◆ Supplied data ◆
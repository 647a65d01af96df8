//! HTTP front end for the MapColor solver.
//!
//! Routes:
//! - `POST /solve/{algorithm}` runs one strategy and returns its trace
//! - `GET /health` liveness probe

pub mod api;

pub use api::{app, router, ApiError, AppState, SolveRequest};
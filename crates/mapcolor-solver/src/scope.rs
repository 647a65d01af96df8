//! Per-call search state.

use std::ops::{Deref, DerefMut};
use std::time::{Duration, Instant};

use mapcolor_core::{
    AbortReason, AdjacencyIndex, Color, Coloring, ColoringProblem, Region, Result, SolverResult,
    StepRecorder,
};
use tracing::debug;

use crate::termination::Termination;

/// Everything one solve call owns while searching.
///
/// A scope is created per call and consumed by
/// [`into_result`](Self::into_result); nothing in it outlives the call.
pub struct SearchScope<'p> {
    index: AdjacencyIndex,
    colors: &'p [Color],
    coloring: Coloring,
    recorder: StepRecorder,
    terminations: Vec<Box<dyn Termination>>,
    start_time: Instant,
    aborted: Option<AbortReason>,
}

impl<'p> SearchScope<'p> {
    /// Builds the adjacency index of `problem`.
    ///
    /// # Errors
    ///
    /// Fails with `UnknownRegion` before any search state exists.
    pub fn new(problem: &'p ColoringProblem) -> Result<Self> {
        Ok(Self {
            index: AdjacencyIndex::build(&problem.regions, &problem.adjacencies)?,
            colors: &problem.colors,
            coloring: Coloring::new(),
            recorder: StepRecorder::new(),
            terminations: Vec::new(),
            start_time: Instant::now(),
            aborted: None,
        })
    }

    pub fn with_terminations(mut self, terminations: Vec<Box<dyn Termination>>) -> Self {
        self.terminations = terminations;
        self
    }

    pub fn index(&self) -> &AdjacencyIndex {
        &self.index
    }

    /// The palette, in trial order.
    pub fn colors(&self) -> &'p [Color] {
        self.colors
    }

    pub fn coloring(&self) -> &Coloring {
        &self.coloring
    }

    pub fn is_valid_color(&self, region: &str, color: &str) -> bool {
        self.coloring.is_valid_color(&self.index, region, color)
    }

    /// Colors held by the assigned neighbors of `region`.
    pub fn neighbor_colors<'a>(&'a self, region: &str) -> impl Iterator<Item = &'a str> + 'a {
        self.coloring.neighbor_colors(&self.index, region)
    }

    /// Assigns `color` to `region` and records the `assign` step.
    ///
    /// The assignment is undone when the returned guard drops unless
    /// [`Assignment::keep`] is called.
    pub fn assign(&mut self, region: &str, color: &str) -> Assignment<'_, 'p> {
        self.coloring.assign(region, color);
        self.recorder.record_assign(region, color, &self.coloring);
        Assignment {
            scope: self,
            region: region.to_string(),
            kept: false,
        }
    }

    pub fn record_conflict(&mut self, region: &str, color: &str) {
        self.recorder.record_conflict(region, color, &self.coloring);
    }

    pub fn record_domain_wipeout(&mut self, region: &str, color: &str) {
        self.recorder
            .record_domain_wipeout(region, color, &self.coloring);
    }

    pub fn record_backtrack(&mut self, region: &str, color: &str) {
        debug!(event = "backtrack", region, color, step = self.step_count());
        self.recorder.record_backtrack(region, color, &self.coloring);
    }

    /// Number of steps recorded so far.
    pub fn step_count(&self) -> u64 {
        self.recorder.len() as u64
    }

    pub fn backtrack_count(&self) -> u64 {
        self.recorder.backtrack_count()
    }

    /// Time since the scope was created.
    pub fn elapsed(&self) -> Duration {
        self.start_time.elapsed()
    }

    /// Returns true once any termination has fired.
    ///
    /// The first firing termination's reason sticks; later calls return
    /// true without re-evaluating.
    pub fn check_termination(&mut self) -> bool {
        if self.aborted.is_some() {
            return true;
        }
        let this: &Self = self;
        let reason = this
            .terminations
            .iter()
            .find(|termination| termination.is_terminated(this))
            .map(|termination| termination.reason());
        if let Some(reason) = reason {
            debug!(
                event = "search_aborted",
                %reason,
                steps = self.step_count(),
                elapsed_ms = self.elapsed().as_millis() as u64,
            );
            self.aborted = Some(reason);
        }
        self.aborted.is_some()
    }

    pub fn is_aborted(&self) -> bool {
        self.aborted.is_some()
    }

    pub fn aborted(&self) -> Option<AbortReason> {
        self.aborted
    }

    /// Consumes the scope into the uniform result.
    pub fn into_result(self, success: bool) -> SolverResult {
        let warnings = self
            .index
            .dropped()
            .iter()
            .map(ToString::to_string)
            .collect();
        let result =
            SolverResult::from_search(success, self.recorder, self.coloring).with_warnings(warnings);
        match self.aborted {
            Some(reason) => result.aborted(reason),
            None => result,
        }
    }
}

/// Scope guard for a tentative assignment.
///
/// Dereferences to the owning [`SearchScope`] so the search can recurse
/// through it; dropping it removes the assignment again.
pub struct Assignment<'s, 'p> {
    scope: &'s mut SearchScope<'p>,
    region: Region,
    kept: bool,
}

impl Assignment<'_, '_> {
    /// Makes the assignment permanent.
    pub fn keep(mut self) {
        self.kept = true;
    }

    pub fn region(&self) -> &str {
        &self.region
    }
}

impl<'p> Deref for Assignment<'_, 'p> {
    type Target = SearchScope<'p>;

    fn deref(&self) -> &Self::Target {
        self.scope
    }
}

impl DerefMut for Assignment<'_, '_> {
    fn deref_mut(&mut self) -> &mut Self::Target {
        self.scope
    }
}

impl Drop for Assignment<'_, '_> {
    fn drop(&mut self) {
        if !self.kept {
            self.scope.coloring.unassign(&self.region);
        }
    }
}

◆ Task instructions ◆
Which of the lines in the data contain the string "AdjacencyIndex"? Return each one.

◆ Task output ◆
    AbortReason, AdjacencyIndex, Color, Coloring, ColoringProblem, Region, Result, SolverResult,
    index: AdjacencyIndex,
            index: AdjacencyIndex::build(&problem.regions, &problem.adjacencies)?,
    pub fn index(&self) -> &AdjacencyIndex {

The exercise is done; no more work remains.